Your goal
Find out how many lines of the material contain the string "recorder" and give only that figure.
Segment Start: Data extracts
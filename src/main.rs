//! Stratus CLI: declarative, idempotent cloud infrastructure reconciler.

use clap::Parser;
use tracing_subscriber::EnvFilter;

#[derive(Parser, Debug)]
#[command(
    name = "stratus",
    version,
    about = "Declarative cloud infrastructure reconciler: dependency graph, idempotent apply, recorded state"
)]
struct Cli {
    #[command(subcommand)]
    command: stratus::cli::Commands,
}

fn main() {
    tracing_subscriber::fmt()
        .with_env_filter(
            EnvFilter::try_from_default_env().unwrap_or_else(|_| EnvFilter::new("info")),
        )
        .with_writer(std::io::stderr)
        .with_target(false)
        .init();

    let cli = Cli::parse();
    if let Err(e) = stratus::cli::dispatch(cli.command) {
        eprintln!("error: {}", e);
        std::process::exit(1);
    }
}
Segment End: Data extracts
Segment Start: Data extracts
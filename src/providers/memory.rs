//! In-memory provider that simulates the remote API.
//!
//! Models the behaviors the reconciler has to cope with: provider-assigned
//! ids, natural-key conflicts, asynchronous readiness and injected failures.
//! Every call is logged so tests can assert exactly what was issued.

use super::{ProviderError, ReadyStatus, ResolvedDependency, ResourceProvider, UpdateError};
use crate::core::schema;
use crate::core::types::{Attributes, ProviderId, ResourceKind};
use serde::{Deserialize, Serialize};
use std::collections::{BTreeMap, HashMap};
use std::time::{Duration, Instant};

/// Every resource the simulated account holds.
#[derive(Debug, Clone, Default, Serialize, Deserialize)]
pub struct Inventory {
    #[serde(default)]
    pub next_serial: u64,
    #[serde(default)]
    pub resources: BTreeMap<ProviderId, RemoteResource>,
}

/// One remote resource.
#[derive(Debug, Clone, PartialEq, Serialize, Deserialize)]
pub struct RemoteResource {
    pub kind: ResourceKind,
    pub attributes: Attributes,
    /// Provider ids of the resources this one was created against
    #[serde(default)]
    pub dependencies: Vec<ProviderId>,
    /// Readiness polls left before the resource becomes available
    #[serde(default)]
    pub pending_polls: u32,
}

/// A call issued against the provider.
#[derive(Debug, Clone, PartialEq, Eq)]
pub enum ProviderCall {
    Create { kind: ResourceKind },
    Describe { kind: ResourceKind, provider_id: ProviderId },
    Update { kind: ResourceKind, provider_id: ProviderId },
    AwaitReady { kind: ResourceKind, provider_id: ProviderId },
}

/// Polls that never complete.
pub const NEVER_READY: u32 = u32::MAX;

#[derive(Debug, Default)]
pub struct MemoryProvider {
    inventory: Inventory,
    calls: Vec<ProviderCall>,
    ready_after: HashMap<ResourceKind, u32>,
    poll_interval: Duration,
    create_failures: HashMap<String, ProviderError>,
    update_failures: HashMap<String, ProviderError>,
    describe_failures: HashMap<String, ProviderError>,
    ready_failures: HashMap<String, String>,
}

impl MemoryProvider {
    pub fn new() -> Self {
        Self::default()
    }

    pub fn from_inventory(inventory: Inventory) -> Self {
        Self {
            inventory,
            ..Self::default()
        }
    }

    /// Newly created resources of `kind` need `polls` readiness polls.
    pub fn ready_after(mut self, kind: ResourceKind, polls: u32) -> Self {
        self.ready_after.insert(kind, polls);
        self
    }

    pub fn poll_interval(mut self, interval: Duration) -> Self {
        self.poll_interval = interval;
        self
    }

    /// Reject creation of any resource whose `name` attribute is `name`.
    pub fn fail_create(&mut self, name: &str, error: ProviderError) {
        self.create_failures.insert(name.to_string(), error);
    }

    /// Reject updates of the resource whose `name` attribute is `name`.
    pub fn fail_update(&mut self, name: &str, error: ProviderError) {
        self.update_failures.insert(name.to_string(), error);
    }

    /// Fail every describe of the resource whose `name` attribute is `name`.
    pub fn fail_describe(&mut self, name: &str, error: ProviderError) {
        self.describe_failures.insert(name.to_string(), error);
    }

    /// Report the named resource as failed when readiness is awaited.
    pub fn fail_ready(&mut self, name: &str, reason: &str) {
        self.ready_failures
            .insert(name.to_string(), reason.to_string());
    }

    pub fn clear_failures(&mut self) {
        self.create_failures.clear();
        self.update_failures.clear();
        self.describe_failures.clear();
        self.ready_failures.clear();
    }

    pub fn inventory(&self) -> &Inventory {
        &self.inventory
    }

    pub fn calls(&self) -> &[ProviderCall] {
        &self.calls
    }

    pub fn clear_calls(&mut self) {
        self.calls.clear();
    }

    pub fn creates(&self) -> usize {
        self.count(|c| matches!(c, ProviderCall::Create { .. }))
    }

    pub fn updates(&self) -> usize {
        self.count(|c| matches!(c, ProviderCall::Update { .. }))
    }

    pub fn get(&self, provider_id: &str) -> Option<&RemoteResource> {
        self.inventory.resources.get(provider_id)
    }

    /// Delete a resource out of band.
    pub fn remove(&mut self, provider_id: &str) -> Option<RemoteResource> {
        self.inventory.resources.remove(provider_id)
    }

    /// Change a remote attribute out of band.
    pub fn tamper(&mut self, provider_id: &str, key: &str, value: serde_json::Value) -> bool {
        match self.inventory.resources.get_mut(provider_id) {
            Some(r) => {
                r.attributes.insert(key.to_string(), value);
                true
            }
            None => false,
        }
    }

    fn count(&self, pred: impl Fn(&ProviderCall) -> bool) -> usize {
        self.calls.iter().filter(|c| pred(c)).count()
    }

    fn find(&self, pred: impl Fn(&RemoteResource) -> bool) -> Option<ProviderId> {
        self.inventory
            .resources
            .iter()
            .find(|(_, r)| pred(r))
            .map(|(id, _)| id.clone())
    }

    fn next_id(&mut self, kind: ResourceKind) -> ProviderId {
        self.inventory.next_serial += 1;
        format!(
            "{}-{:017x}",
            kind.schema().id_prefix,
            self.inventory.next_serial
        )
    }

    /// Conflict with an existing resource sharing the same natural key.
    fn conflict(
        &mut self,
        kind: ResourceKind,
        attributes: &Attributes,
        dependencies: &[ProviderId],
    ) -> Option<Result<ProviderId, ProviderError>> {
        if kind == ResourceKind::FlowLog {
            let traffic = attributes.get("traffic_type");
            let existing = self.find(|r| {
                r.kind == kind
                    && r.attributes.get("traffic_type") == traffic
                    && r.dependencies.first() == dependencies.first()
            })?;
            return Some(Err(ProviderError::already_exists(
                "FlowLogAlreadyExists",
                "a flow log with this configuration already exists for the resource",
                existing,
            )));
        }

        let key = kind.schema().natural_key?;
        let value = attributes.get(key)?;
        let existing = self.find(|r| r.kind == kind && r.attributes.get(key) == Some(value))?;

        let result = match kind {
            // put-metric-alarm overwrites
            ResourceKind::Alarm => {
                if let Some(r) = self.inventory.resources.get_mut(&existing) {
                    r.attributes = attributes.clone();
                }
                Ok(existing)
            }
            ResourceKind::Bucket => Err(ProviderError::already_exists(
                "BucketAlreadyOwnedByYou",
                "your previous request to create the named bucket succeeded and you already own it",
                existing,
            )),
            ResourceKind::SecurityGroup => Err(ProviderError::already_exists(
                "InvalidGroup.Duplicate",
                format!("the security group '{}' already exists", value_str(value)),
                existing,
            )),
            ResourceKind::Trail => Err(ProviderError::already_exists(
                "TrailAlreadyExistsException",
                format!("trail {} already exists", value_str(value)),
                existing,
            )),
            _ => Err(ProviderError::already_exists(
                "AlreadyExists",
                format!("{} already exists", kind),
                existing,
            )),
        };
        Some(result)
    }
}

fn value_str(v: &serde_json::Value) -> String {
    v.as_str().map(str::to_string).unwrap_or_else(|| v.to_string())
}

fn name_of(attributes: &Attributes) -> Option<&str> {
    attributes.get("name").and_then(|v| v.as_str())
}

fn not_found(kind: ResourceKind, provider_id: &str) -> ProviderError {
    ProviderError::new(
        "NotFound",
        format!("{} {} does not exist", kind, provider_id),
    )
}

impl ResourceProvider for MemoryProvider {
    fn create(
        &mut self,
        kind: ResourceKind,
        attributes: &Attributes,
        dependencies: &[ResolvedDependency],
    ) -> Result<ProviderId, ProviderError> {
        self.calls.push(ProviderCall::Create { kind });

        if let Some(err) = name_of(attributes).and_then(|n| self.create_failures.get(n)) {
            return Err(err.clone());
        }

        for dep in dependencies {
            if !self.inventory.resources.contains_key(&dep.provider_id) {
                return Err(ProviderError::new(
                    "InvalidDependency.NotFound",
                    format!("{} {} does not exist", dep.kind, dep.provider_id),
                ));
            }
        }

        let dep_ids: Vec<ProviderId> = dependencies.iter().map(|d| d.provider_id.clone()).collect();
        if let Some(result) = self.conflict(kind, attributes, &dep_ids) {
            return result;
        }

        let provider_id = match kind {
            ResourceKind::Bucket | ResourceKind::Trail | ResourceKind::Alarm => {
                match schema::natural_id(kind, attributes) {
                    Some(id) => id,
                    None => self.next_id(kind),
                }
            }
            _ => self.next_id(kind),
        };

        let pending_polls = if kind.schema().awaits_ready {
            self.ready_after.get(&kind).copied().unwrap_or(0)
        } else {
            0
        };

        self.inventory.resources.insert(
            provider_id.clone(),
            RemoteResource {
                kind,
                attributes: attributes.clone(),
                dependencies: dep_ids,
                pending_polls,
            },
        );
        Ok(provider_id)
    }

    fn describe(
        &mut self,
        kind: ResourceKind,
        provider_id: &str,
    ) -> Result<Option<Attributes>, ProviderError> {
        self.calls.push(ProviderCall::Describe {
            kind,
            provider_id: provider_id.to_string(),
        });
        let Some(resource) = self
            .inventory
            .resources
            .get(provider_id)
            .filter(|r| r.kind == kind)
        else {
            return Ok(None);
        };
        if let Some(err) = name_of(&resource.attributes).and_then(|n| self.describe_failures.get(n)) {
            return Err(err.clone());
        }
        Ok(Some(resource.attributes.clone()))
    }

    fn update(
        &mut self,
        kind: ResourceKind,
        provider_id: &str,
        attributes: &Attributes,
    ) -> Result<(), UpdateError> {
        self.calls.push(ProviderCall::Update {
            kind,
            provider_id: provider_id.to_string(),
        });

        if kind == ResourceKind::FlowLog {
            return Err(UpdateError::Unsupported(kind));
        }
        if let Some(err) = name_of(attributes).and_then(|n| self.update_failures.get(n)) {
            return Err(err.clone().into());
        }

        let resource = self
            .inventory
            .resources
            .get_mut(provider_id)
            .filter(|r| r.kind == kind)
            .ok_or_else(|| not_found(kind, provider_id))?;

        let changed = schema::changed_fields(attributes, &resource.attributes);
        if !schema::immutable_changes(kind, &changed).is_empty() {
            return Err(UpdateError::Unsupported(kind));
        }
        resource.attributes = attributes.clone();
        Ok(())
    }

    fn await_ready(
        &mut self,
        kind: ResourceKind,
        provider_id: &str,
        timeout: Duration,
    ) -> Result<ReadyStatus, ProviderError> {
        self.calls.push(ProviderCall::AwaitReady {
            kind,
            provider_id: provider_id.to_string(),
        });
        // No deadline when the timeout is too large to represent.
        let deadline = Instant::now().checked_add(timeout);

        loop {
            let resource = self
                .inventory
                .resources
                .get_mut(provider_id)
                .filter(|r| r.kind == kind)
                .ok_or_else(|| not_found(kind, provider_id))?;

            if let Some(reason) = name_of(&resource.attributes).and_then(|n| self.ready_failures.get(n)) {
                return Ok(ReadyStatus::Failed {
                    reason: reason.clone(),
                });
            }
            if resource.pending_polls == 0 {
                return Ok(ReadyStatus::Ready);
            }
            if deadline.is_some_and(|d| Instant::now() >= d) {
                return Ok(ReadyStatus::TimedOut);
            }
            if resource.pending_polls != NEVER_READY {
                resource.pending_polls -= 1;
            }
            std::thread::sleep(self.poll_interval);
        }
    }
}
Segment End: Data extracts
Segment Start: Data extracts
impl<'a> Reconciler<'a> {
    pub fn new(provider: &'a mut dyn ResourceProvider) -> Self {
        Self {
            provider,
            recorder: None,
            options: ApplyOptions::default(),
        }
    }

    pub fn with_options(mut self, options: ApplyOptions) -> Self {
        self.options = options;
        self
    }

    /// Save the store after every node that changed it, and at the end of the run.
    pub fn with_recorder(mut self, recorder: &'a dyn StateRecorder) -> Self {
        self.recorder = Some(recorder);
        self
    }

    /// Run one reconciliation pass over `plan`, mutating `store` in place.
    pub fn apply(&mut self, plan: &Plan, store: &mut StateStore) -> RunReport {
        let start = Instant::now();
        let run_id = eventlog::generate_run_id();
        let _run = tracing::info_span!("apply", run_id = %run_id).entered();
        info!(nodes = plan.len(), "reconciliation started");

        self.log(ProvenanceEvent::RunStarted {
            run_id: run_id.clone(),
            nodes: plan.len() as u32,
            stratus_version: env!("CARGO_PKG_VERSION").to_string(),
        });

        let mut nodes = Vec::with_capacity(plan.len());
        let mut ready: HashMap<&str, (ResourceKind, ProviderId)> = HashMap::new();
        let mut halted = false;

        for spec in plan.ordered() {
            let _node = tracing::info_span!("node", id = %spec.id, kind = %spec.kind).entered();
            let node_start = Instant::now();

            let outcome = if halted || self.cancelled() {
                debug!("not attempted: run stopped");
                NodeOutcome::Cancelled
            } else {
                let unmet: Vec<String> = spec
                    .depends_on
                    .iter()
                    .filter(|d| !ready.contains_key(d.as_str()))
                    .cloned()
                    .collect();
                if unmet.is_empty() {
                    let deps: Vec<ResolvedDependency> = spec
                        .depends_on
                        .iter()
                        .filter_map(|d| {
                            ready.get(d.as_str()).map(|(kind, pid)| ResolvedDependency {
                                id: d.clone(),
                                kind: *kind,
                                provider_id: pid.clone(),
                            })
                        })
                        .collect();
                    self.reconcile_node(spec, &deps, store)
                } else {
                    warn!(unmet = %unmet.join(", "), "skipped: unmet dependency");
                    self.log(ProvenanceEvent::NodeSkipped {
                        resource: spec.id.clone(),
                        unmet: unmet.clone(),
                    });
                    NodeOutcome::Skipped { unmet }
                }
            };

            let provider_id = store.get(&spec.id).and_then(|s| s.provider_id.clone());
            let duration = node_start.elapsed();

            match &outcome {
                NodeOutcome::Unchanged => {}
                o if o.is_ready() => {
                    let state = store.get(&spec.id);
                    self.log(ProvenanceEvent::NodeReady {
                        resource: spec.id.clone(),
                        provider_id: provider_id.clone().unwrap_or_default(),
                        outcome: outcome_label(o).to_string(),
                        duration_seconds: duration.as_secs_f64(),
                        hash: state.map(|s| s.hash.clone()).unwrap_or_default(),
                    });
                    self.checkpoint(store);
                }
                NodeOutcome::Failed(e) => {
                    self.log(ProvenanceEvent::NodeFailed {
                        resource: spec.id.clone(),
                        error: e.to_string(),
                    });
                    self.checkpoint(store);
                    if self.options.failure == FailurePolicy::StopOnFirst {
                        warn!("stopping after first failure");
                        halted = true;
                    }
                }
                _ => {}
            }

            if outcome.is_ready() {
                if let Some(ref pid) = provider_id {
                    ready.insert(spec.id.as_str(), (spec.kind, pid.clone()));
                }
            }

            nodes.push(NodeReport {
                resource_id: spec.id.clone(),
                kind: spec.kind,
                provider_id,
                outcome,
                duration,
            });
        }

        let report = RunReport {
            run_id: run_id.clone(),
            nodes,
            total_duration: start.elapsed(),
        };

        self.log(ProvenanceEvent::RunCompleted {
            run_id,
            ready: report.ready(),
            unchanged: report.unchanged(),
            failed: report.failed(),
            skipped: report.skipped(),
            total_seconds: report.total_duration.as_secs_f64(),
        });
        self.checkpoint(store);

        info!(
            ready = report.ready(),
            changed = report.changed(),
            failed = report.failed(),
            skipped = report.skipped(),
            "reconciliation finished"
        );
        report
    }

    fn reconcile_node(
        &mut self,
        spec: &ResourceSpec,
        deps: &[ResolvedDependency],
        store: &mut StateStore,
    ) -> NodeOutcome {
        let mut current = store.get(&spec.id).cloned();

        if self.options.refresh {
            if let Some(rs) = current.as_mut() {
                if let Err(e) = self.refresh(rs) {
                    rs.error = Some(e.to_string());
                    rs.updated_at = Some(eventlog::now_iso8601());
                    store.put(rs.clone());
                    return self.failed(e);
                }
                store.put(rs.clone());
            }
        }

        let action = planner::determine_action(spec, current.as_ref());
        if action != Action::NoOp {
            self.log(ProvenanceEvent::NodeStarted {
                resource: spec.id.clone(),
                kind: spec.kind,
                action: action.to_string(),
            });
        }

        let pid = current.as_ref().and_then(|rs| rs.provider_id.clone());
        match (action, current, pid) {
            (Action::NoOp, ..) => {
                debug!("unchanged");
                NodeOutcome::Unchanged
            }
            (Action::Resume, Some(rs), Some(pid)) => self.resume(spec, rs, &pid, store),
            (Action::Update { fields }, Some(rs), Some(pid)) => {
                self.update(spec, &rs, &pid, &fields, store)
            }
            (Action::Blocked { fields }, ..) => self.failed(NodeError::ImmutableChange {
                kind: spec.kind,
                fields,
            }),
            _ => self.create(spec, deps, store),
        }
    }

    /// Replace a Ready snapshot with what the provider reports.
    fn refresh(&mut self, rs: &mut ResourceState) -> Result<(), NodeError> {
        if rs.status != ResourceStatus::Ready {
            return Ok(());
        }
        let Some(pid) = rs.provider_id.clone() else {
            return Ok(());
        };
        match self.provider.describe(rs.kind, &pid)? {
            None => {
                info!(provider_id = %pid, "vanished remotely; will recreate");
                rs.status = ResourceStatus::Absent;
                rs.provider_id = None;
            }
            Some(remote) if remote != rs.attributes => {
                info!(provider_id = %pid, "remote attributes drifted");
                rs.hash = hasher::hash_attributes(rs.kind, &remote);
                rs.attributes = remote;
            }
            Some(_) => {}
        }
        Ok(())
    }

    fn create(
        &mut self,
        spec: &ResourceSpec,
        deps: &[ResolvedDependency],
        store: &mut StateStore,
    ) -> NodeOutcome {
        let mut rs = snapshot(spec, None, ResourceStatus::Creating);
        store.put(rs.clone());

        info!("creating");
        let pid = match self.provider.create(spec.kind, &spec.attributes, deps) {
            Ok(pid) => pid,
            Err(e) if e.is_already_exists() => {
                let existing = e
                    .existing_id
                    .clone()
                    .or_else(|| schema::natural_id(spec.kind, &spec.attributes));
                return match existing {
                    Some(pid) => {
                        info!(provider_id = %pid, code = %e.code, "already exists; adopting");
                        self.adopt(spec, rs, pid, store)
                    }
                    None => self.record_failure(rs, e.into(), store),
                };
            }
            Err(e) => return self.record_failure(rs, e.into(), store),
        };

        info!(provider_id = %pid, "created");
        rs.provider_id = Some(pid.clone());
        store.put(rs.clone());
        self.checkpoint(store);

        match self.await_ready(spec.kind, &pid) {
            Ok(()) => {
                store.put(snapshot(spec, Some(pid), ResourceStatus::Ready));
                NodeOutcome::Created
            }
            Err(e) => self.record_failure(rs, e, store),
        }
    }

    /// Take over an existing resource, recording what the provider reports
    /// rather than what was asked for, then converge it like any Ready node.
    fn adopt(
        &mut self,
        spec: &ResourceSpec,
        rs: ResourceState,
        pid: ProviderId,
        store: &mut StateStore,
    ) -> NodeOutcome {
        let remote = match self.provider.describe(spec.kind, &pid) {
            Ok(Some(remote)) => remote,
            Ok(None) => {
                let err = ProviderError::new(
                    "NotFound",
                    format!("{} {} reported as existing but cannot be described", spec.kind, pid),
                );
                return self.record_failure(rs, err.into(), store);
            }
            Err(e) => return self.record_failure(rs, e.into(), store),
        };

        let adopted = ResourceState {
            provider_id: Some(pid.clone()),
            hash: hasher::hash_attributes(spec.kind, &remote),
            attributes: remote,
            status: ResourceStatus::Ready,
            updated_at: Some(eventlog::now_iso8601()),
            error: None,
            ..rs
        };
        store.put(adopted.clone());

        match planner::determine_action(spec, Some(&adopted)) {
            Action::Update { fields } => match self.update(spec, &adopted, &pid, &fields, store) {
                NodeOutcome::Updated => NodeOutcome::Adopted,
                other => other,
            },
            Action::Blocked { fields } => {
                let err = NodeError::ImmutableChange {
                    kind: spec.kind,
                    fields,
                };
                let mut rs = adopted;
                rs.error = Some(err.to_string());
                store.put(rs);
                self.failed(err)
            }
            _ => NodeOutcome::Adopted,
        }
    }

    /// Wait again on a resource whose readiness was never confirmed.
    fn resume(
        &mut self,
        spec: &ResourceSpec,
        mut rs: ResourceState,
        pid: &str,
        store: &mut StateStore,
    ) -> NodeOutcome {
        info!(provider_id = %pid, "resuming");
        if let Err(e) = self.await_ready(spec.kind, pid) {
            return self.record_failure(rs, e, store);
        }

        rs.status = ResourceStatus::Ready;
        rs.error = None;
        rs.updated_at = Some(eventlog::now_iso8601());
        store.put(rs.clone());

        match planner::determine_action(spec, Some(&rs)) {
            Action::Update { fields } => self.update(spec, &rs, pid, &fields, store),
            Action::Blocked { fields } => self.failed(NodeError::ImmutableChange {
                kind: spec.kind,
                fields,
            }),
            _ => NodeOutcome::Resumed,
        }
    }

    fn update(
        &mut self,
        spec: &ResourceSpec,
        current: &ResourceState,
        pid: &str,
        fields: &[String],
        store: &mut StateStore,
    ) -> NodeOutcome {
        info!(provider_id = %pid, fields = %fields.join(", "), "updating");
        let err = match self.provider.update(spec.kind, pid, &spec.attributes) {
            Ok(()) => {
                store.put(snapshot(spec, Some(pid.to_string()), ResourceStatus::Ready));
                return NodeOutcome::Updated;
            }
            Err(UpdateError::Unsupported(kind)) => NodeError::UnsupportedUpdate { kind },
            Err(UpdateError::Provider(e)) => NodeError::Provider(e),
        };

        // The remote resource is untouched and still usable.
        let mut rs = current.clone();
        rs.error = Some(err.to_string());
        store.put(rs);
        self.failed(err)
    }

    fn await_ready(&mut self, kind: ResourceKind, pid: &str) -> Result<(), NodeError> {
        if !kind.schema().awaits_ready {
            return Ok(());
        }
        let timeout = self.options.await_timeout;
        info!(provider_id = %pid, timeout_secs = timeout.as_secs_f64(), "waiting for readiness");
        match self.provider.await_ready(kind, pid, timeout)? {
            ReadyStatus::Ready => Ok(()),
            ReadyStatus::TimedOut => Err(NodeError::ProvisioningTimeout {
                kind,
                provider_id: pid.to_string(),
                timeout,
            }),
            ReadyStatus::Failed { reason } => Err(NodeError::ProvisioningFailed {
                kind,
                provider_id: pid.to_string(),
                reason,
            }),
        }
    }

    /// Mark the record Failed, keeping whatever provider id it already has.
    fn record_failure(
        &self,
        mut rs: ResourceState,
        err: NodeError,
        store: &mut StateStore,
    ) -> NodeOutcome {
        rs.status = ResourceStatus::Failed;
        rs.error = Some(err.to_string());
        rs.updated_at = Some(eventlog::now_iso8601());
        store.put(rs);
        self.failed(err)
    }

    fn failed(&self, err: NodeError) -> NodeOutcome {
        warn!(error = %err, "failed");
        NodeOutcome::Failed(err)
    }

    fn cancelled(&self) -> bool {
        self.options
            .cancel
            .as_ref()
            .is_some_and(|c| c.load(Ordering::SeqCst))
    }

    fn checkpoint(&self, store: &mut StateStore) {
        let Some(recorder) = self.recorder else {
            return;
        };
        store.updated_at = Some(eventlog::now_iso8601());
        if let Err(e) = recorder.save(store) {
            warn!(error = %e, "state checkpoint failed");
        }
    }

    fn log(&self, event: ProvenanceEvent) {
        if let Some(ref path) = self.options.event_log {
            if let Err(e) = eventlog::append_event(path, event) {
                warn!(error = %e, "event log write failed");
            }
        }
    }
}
Segment End: Data extracts
Result of the task
5